Colorado Springs

Scammers use new tactics impersonating Colorado Springs Utilities

WATCH: Scammers use new tactics impersonating Colorado Springs Utilities

COLORADO SPRINGS, Colo. - Scammers are finding new ways to impersonate Colorado Springs Utilities employees with detailed information that may be hard to identify as fraud.

The new twist

For years scammers have targeted their victims with threatening phone calls explaining their utilities at their home or place of business will shut down immediately because of a past-due payment.

So what's changed? Hackers are more commonly researching their victims before making the call or showing up at their doorstep.

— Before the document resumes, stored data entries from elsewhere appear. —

pub mod core;
pub mod manifest;
pub mod orchestration;
pub mod plugins;
pub mod registry;
pub mod security;

pub use crate::core::*;
pub use orchestration::{BatchPublisher, Collaborators, PublishOutcome, PublishReport};
pub use security::{CommandError, SafeCommandExecutor, SecureTokenManager};
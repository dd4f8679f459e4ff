//! Project file inspection: descriptor resolution, packaging eligibility and
//! version extraction.

pub mod eligibility;
pub mod pattern;
pub mod resolver;
pub mod version;

pub use eligibility::{Eligibility, PackableGate};
pub use pattern::CaptureExtractor;
pub use resolver::{DescriptorResolver, Descriptors, ResolveRequest, is_glob};
pub use version::{ExtractedVersion, VersionExtractor};

use crate::core::error::PublishError;
use std::path::{Path, PathBuf};

/// Shared MSBuild properties file consulted when a project file has no match
pub const SIBLING_PROPS_FILE: &str = "Directory.Build.props";

/// `Directory.Build.props` in the same directory as `file`
pub fn sibling_props(file: &Path) -> PathBuf {
    file.parent()
        .unwrap_or_else(|| Path::new(""))
        .join(SIBLING_PROPS_FILE)
}

pub(crate) fn read_text(path: &Path) -> Result<String, PublishError> {
    std::fs::read_to_string(path).map_err(|e| PublishError::Io {
        path: path.display().to_string(),
        message: e.to_string(),
    })
}

#[cfg(test)]
mod tests {
    use super::*;

    #[test]
    fn test_sibling_props() {
        assert_eq!(
            sibling_props(Path::new("src/Demo/Demo.csproj")),
            PathBuf::from("src/Demo/Directory.Build.props")
        );
        assert_eq!(
            sibling_props(Path::new("Demo.csproj")),
            PathBuf::from("Directory.Build.props")
        );
    }
}
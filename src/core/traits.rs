//! Core traits and types for package publishing
//!
//! The side-effecting collaborators of a publish run (registry lookups, the
//! package push tool, revision tagging and run outputs) are modelled as
//! traits so the decision logic can be driven without network or processes.

use async_trait::async_trait;
use serde::{Deserialize, Serialize};
use std::path::PathBuf;

// ============================================================================
// Command results
// ============================================================================

/// Captured result of an external tool invocation
#[derive(Debug, Clone, Default, PartialEq, Eq, Serialize, Deserialize)]
pub struct CommandOutput {
    pub success: bool,
    #[serde(skip_serializing_if = "Option::is_none")]
    pub code: Option<i32>,
    pub stdout: String,
    pub stderr: String,
}

impl CommandOutput {
    /// A successful invocation that printed `stdout`
    pub fn ok(stdout: impl Into<String>) -> Self {
        Self {
            success: true,
            code: Some(0),
            stdout: stdout.into(),
            stderr: String::new(),
        }
    }
}

// ============================================================================
// Registry classification
// ============================================================================

/// Outcome of looking up a (package, version) pair in the registry index
#[derive(Debug, Clone, PartialEq, Eq, Serialize, Deserialize)]
#[serde(tag = "kind", rename_all = "snake_case")]
pub enum Classification {
    /// The registry has never seen the package
    New,
    /// The package exists but not this version
    Fresh,
    /// The version is already listed
    AlreadyExists,
    /// Unexpected status, transport failure or unreadable index
    Error {
        #[serde(skip_serializing_if = "Option::is_none")]
        status: Option<u16>,
        message: String,
    },
}

/// Registry index lookup
#[async_trait]
pub trait RegistryIndex: Send + Sync {
    /// Classify `version` of `package_name` against the registry
    async fn classify(&self, package_name: &str, version: &str) -> Classification;
}

// ============================================================================
// Publishing
// ============================================================================

/// Arguments of a single package push
#[derive(Debug, Clone, PartialEq, Eq)]
pub struct PushRequest {
    /// Path of the `.nupkg` artifact
    pub artifact: PathBuf,
    /// Configured source name passed to `-s`
    pub source: String,
    /// Pass the API key on the command line
    pub with_api_key: bool,
    /// Tolerate an identical version already being present
    pub skip_duplicate: bool,
}

/// External package push mechanism
#[async_trait]
pub trait PackagePusher: Send + Sync {
    /// Push one artifact and return the captured tool output
    async fn push(&self, request: &PushRequest) -> anyhow::Result<CommandOutput>;
}

// ============================================================================
// Tagging and run outputs
// ============================================================================

/// Source-control tagging mechanism
#[async_trait]
pub trait RevisionTagger: Send + Sync {
    /// Create `tag` at the current revision
    async fn create_tag(&self, tag: &str) -> anyhow::Result<()>;

    /// Push `tag` to the remote
    async fn push_tag(&self, tag: &str) -> anyhow::Result<()>;
}

/// Named run outputs consumed by the CI host
pub trait OutputSink: Send + Sync {
    fn set_output(&self, name: &str, value: &str) -> anyhow::Result<()>;
}
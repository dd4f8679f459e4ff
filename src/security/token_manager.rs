//! Secure token manager with memory-safe handling and masking capabilities
//!
//! This module holds the registry credential for a run, using the `secrecy`
//! crate to prevent accidental exposure in logs or memory dumps.

use secrecy::{ExposeSecret, SecretString};

/// Registry credential holder
///
/// # Examples
///
/// ```
/// use nuget_publisher::security::SecureTokenManager;
///
/// let manager = SecureTokenManager::new(Some("octocat".to_string()), None);
/// assert!(!manager.has_api_key());
/// assert_eq!(manager.user(), "octocat");
/// ```
#[derive(Debug, Default)]
pub struct SecureTokenManager {
    user: Option<String>,
    api_key: Option<SecretString>,
}

impl SecureTokenManager {
    /// Creates a manager for `user` and `api_key`
    ///
    /// An empty key counts as no key.
    pub fn new(user: Option<String>, api_key: Option<SecretString>) -> Self {
        Self {
            user: user.filter(|u| !u.is_empty()),
            api_key: api_key.filter(|k| !k.expose_secret().is_empty()),
        }
    }

    /// Registry user name, empty when unset
    pub fn user(&self) -> &str {
        self.user.as_deref().unwrap_or_default()
    }

    /// The API key, if configured
    pub fn api_key(&self) -> Option<&SecretString> {
        self.api_key.as_ref()
    }

    /// Checks if an API key is configured
    pub fn has_api_key(&self) -> bool {
        self.api_key.is_some()
    }

    /// Masks a token for safe logging
    ///
    /// Shows only the first 3 and last 3 characters for identification purposes.
    /// Tokens shorter than 10 characters are fully masked as "****".
    ///
    /// # Examples
    ///
    /// ```
    /// use nuget_publisher::security::SecureTokenManager;
    ///
    /// let manager = SecureTokenManager::default();
    /// assert_eq!(manager.mask_token("abcdef123456"), "abc...456");
    /// assert_eq!(manager.mask_token("short"), "****");
    /// ```
    pub fn mask_token(&self, token: &str) -> String {
        let chars: Vec<char> = token.chars().collect();
        if chars.len() < 10 {
            return "****".to_string();
        }

        let prefix: String = chars[..3].iter().collect();
        let suffix: String = chars[chars.len() - 3..].iter().collect();
        format!("{}...{}", prefix, suffix)
    }

    /// Masks the configured API key wherever it appears in `text`
    pub fn mask_secrets(&self, text: &str) -> String {
        match &self.api_key {
            Some(key) => {
                let key = key.expose_secret();
                text.replace(key, &self.mask_token(key))
            }
            None => text.to_string(),
        }
    }
}
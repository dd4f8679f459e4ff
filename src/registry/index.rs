//! Registry index client - classifies a version against the published list
//!
//! One GET per lookup, no retry and no timeout override: the first failure
//! is reported as [`Classification::Error`].

use super::kind::RegistryKind;
use crate::core::error::PublishError;
use crate::core::traits::{Classification, RegistryIndex};
use crate::security::SecureTokenManager;
use async_trait::async_trait;
use reqwest::StatusCode;
use secrecy::ExposeSecret;
use serde::Deserialize;
use std::sync::Arc;
use tracing::{debug, info};

/// Body of a package version index
#[derive(Debug, Deserialize)]
struct VersionIndex {
    versions: Vec<String>,
}

/// HTTP client for NuGet version indexes
pub struct RegistryIndexClient {
    client: reqwest::Client,
    source: String,
    kind: RegistryKind,
    credentials: Arc<SecureTokenManager>,
}

impl RegistryIndexClient {
    /// Create a client for `source`, detecting the registry kind from it
    ///
    /// Redirects are not followed: a 3xx answer is reported as an error.
    pub fn new(
        source: impl Into<String>,
        credentials: Arc<SecureTokenManager>,
    ) -> Result<Self, PublishError> {
        let source = source.into();
        Ok(Self {
            client: http_client()?,
            kind: RegistryKind::detect(&source),
            source,
            credentials,
        })
    }

    pub fn kind(&self) -> RegistryKind {
        self.kind
    }

    /// Version index URL for `package_name`
    pub fn index_url(&self, package_name: &str) -> String {
        self.kind.index_url(&self.source, package_name)
    }

    fn classify_versions(index: &VersionIndex, version: &str) -> Classification {
        if index.versions.iter().any(|v| v == version) {
            Classification::AlreadyExists
        } else {
            Classification::Fresh
        }
    }
}

#[async_trait]
impl RegistryIndex for RegistryIndexClient {
    async fn classify(&self, package_name: &str, version: &str) -> Classification {
        let url = self.index_url(package_name);
        let mut request = self.client.get(&url);

        if self.kind == RegistryKind::GitHubPackages {
            info!("This is GPR, changing url for versioning...");
            let key = self.credentials.api_key().map(|k| k.expose_secret());
            request = request.basic_auth(self.credentials.user(), key);
        }
        info!(%url, "looking up published versions");

        let response = match request.send().await {
            Ok(response) => response,
            Err(e) => {
                return Classification::Error {
                    status: None,
                    message: e.to_string(),
                };
            }
        };

        let status = response.status();
        let reason = status.canonical_reason().unwrap_or("Unknown");
        info!("Status code: {}: {}", status.as_u16(), reason);

        match status {
            StatusCode::NOT_FOUND => Classification::New,
            StatusCode::OK => match response.json::<VersionIndex>().await {
                Ok(index) => {
                    debug!(count = index.versions.len(), "published versions");
                    Self::classify_versions(&index, version)
                }
                Err(e) => Classification::Error {
                    status: Some(status.as_u16()),
                    message: format!("unreadable version index: {}", e),
                },
            },
            other => Classification::Error {
                status: Some(other.as_u16()),
                message: reason.to_string(),
            },
        }
    }
}

fn http_client() -> Result<reqwest::Client, PublishError> {
    reqwest::Client::builder()
        .redirect(reqwest::redirect::Policy::none())
        .build()
        .map_err(|e| PublishError::NetworkError {
            message: e.to_string(),
        })
}

/// Convert an error classification into the fatal error it stands for
pub fn classification_error(package_name: &str, status: Option<u16>, message: &str) -> PublishError {
    match status {
        Some(200) => PublishError::MalformedIndex {
            package: package_name.to_string(),
            message: message.to_string(),
        },
        Some(status) => PublishError::RegistryStatus {
            status,
            reason: message.to_string(),
        },
        None => PublishError::NetworkError {
            message: message.to_string(),
        },
    }
}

Often times they'll even state they have the victim's utility account number as proof they're legitimate.

"A growing number of scammers are targeting our customers both in person and over the phone, demanding immediate payment of a supposedly past due amount via credit cards and prepaid cards to prevent service from being disconnected," according to a statement posted on CSU's website.

Meet Lonnie and Michael 

"It was absolutely convincing to the point we were worried about the customers in the store," said Lonnie Carter II, who co-owns an antique store in Colorado Springs.

Lonnie and his partner Michael were on their way to Pueblo when they received a call.

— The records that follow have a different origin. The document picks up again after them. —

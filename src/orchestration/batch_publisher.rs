//! Batch Publisher - runs every resolved package through the publisher
//!
//! Features:
//! - Local preparation of all packages before the first registry call
//! - Parallel registry work with concurrency control
//! - Every task is joined before the run reports its result
//! - Summary of outcomes per package

use super::package_publisher::{Collaborators, PackagePublisher, PublishReport};
use crate::core::config::ActionConfig;
use crate::core::descriptor::PackageDescriptor;
use crate::core::error::PublishError;
use crate::core::workflow;
use crate::manifest::{DescriptorResolver, ResolveRequest};
use std::path::PathBuf;
use std::sync::Arc;
use tokio::sync::Semaphore;
use tracing::{error, info};

/// Batch publish result
#[derive(Debug, Clone, Default)]
pub struct BatchPublishResult {
    /// Reports of packages that completed without error
    pub reports: Vec<PublishReport>,

    /// Failed packages with error messages
    pub failed: Vec<(String, String)>,

    /// Projects skipped by the packaging gate
    pub excluded: usize,
}

impl BatchPublishResult {
    pub fn success(&self) -> bool {
        self.failed.is_empty()
    }
}

/// BatchPublisher - resolves, prepares and publishes all packages of a run
pub struct BatchPublisher {
    package_dir: PathBuf,
    resolver: DescriptorResolver,
    request: ResolveRequest,
    max_concurrency: usize,
    publisher: Arc<PackagePublisher>,
}

impl BatchPublisher {
    pub fn new(config: &ActionConfig, collaborators: Collaborators) -> Result<Self, PublishError> {
        Ok(Self {
            package_dir: config.working_dir.join(&config.package_path),
            resolver: DescriptorResolver::new(&config.working_dir),
            request: ResolveRequest {
                project_spec: config.project_file.clone(),
                version_spec: config.version_file.clone(),
                version: config.version_static.clone(),
                package_name: config.package_name.clone(),
            },
            max_concurrency: config.max_concurrency.max(1),
            publisher: Arc::new(PackagePublisher::new(config, collaborators)?),
        })
    }

    /// Run the whole batch
    ///
    /// Fails with the first failing package, but only after every started
    /// package has finished.
    pub async fn run(&self) -> Result<BatchPublishResult, PublishError> {
        if !self.package_dir.is_dir() {
            return Err(PublishError::PackageDirNotFound {
                path: self.package_dir.display().to_string(),
            });
        }

        let (prepared, excluded) = self.prepare_all()?;
        if prepared.is_empty() && excluded == 0 {
            workflow::warning(&format!(
                "no project files matched {}",
                self.request.project_spec
            ));
        }

        let (mut result, first_error) = self.publish_in_parallel(prepared).await;
        result.excluded = excluded;

        Self::print_summary(&result);

        match first_error {
            Some(e) => Err(e),
            None => Ok(result),
        }
    }

    /// Resolve descriptors and run every local check, failing fast
    fn prepare_all(&self) -> Result<(Vec<PackageDescriptor>, usize), PublishError> {
        let mut prepared = Vec::new();
        let mut excluded = 0;

        for descriptor in self.resolver.resolve(&self.request)? {
            match self.publisher.prepare(descriptor)? {
                Some(descriptor) => prepared.push(descriptor),
                None => excluded += 1,
            }
        }

        Ok((prepared, excluded))
    }

    /// Publish prepared packages in parallel with concurrency control
    async fn publish_in_parallel(
        &self,
        descriptors: Vec<PackageDescriptor>,
    ) -> (BatchPublishResult, Option<PublishError>) {
        let semaphore = Arc::new(Semaphore::new(self.max_concurrency));
        let mut tasks = Vec::with_capacity(descriptors.len());

        for descriptor in descriptors {
            let semaphore = Arc::clone(&semaphore);
            let publisher = Arc::clone(&self.publisher);
            let package = descriptor.package_name_opt().unwrap_or_default().to_string();

            let task = tokio::spawn(async move {
                let _permit = semaphore
                    .acquire_owned()
                    .await
                    .map_err(|e| PublishError::CommandError {
                        command: "publish".to_string(),
                        message: e.to_string(),
                    })?;
                publisher.process(descriptor).await
            });

            tasks.push((package, task));
        }

        let mut result = BatchPublishResult::default();
        let mut first_error = None;

        // Wait for all tasks; none is abandoned after a failure
        for (package, task) in tasks {
            let outcome = task.await.unwrap_or_else(|e| {
                Err(PublishError::CommandError {
                    command: "publish".to_string(),
                    message: format!("task failed: {}", e),
                })
            });

            match outcome {
                Ok(report) => {
                    info!(
                        "✅ {} {}: {}",
                        report.package_name,
                        report.version,
                        report.outcome.as_str()
                    );
                    result.reports.push(report);
                }
                Err(e) => {
                    error!("❌ {}: {}", package, e);
                    result.failed.push((package, e.to_string()));
                    first_error.get_or_insert(e);
                }
            }
        }

        (result, first_error)
    }

    fn print_summary(result: &BatchPublishResult) {
        info!(
            succeeded = result.reports.len(),
            failed = result.failed.len(),
            excluded = result.excluded,
            "📊 Publish summary: {}",
            if result.success() { "SUCCESS" } else { "FAILED" }
        );
    }
}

"They told us our utilities were going to be shut off, but it wasn't strange at first they were just so convincing," said Michael Hawkes. "They had all this specific information about our store, I don't know how they got it."

Instead of using threatening language, the scammers were polite.

"They kept telling me 'I'm just trying to do my job'," Carter said.

One of their employees checked the phone number on by clicking the reverse phone search, but the site didn't recognize the number to be fraudulent. 

Tips and tricks

This scam, like many, is an important reminder why we should all have tightened privacy settings for any website or online account.

Det. Jon Price with the El Paso County Sheriff's Office explains scammers often utilize technology that can track their victim's passwords.

"Just that extra precaution of changing your password on a regular basis and making those passwords difficult to guess just adds an extra level of security," Price said.